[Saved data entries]

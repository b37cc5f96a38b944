// Latency sample reduction: min/max/mean plus nearest-rank percentiles.
use chrono::{DateTime, Utc};
use serde::{Serialize, Serializer};
use std::time::Duration;

/// Aggregate statistics over a non-empty sample set.
#[derive(Debug, Clone, Copy, PartialEq, Eq, Serialize)]
pub struct LatencySummary {
    pub count: usize,
    #[serde(rename = "min_us", serialize_with = "as_micros")]
    pub min: Duration,
    #[serde(rename = "max_us", serialize_with = "as_micros")]
    pub max: Duration,
    #[serde(rename = "mean_us", serialize_with = "as_micros")]
    pub mean: Duration,
    #[serde(rename = "p50_us", serialize_with = "as_micros")]
    pub p50: Duration,
    #[serde(rename = "p95_us", serialize_with = "as_micros")]
    pub p95: Duration,
    #[serde(rename = "p99_us", serialize_with = "as_micros")]
    pub p99: Duration,
}

/// Reduce `samples` to a summary; `None` when there is nothing to summarize.
///
/// ```
/// use eventhub_test_harness::stats::summarize;
/// use std::time::Duration;
///
/// let ms = Duration::from_millis;
/// let summary = summarize(&[ms(10), ms(20), ms(30)]).expect("non-empty");
/// assert_eq!((summary.min, summary.max, summary.mean), (ms(10), ms(30), ms(20)));
/// assert!(summarize(&[]).is_none());
/// ```
pub fn summarize(samples: &[Duration]) -> Option<LatencySummary> {
    if samples.is_empty() {
        return None;
    }
    let mut sorted = samples.to_vec();
    sorted.sort_unstable();
    let total: u128 = sorted.iter().map(Duration::as_nanos).sum();
    let mean = total / sorted.len() as u128;
    Some(LatencySummary {
        count: sorted.len(),
        min: sorted[0],
        max: sorted[sorted.len() - 1],
        mean: nanos_to_duration(mean),
        p50: percentile(&sorted, 0.50),
        p95: percentile(&sorted, 0.95),
        p99: percentile(&sorted, 0.99),
    })
}

// `sorted` must be non-empty and ascending.
fn percentile(sorted: &[Duration], p: f64) -> Duration {
    let idx = ((sorted.len() - 1) as f64 * p).round() as usize;
    sorted[idx.min(sorted.len() - 1)]
}

fn nanos_to_duration(nanos: u128) -> Duration {
    // The mean never exceeds the largest sample, which already fits in a Duration.
    let secs = (nanos / 1_000_000_000) as u64;
    let subsec = (nanos % 1_000_000_000) as u32;
    Duration::new(secs, subsec)
}

/// Wall-clock time from `created_at` to `received_at`, clamped at zero.
pub fn elapsed_since(created_at: DateTime<Utc>, received_at: DateTime<Utc>) -> Duration {
    match (received_at - created_at).to_std() {
        Ok(elapsed) => elapsed,
        Err(_) => {
            tracing::debug!(
                %created_at,
                %received_at,
                "event stamped in the future; recording zero latency"
            );
            Duration::ZERO
        }
    }
}

pub fn format_duration(duration: Duration) -> String {
    let micros = duration.as_micros();
    if micros >= 1000 {
        format!("{:.3} ms", micros as f64 / 1000.0)
    } else {
        format!("{micros} us")
    }
}

fn as_micros<S: Serializer>(duration: &Duration, serializer: S) -> Result<S::Ok, S::Error> {
    serializer.serialize_f64(duration.as_secs_f64() * 1_000_000.0)
}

▶ WORK REQUIRED
Every entry above should be retyped exactly as it appears.

▶ OUTPUT BELOW
repository b37cc5f96a38b944
// Latency sample reduction: min/max/mean plus nearest-rank percentiles.
use chrono::{DateTime, Utc};
use serde::{Serialize, Serializer};
use std::time::Duration;

/// Aggregate statistics over a non-empty sample set.
#[derive(Debug, Clone, Copy, PartialEq, Eq, Serialize)]
pub struct LatencySummary {
    pub count: usize,
    #[serde(rename = "min_us", serialize_with = "as_micros")]
    pub min: Duration,
    #[serde(rename = "max_us", serialize_with = "as_micros")]
    pub max: Duration,
    #[serde(rename = "mean_us", serialize_with = "as_micros")]
    pub mean: Duration,
    #[serde(rename = "p50_us", serialize_with = "as_micros")]
    pub p50: Duration,
    #[serde(rename = "p95_us", serialize_with = "as_micros")]
    pub p95: Duration,
    #[serde(rename = "p99_us", serialize_with = "as_micros")]
    pub p99: Duration,
}

/// Reduce `samples` to a summary; `None` when there is nothing to summarize.
///
/// ```
/// use eventhub_test_harness::stats::summarize;
/// use std::time::Duration;
///
/// let ms = Duration::from_millis;
/// let summary = summarize(&[ms(10), ms(20), ms(30)]).expect("non-empty");
/// assert_eq!((summary.min, summary.max, summary.mean), (ms(10), ms(30), ms(20)));
/// assert!(summarize(&[]).is_none());
/// ```
pub fn summarize(samples: &[Duration]) -> Option<LatencySummary> {
    if samples.is_empty() {
        return None;
    }
    let mut sorted = samples.to_vec();
    sorted.sort_unstable();
    let total: u128 = sorted.iter().map(Duration::as_nanos).sum();
    let mean = total / sorted.len() as u128;
    Some(LatencySummary {
        count: sorted.len(),
        min: sorted[0],
        max: sorted[sorted.len() - 1],
        mean: nanos_to_duration(mean),
        p50: percentile(&sorted, 0.50),
        p95: percentile(&sorted, 0.95),
        p99: percentile(&sorted, 0.99),
    })
}

// `sorted` must be non-empty and ascending.
fn percentile(sorted: &[Duration], p: f64) -> Duration {
    let idx = ((sorted.len() - 1) as f64 * p).round() as usize;
    sorted[idx.min(sorted.len() - 1)]
}

fn nanos_to_duration(nanos: u128) -> Duration {
    // The mean never exceeds the largest sample, which already fits in a Duration.
    let secs = (nanos / 1_000_000_000) as u64;
    let subsec = (nanos % 1_000_000_000) as u32;
    Duration::new(secs, subsec)
}

/// Wall-clock time from `created_at` to `received_at`, clamped at zero.
pub fn elapsed_since(created_at: DateTime<Utc>, received_at: DateTime<Utc>) -> Duration {
    match (received_at - created_at).to_std() {
        Ok(elapsed) => elapsed,
        Err(_) => {
            tracing::debug!(
                %created_at,
                %received_at,
                "event stamped in the future; recording zero latency"
            );
            Duration::ZERO
        }
    }
}

pub fn format_duration(duration: Duration) -> String {
    let micros = duration.as_micros();
    if micros >= 1000 {
        format!("{:.3} ms", micros as f64 / 1000.0)
    } else {
        format!("{micros} us")
    }
}

fn as_micros<S: Serializer>(duration: &Duration, serializer: S) -> Result<S::Ok, S::Error> {
    serializer.serialize_f64(duration.as_secs_f64() * 1_000_000.0)
}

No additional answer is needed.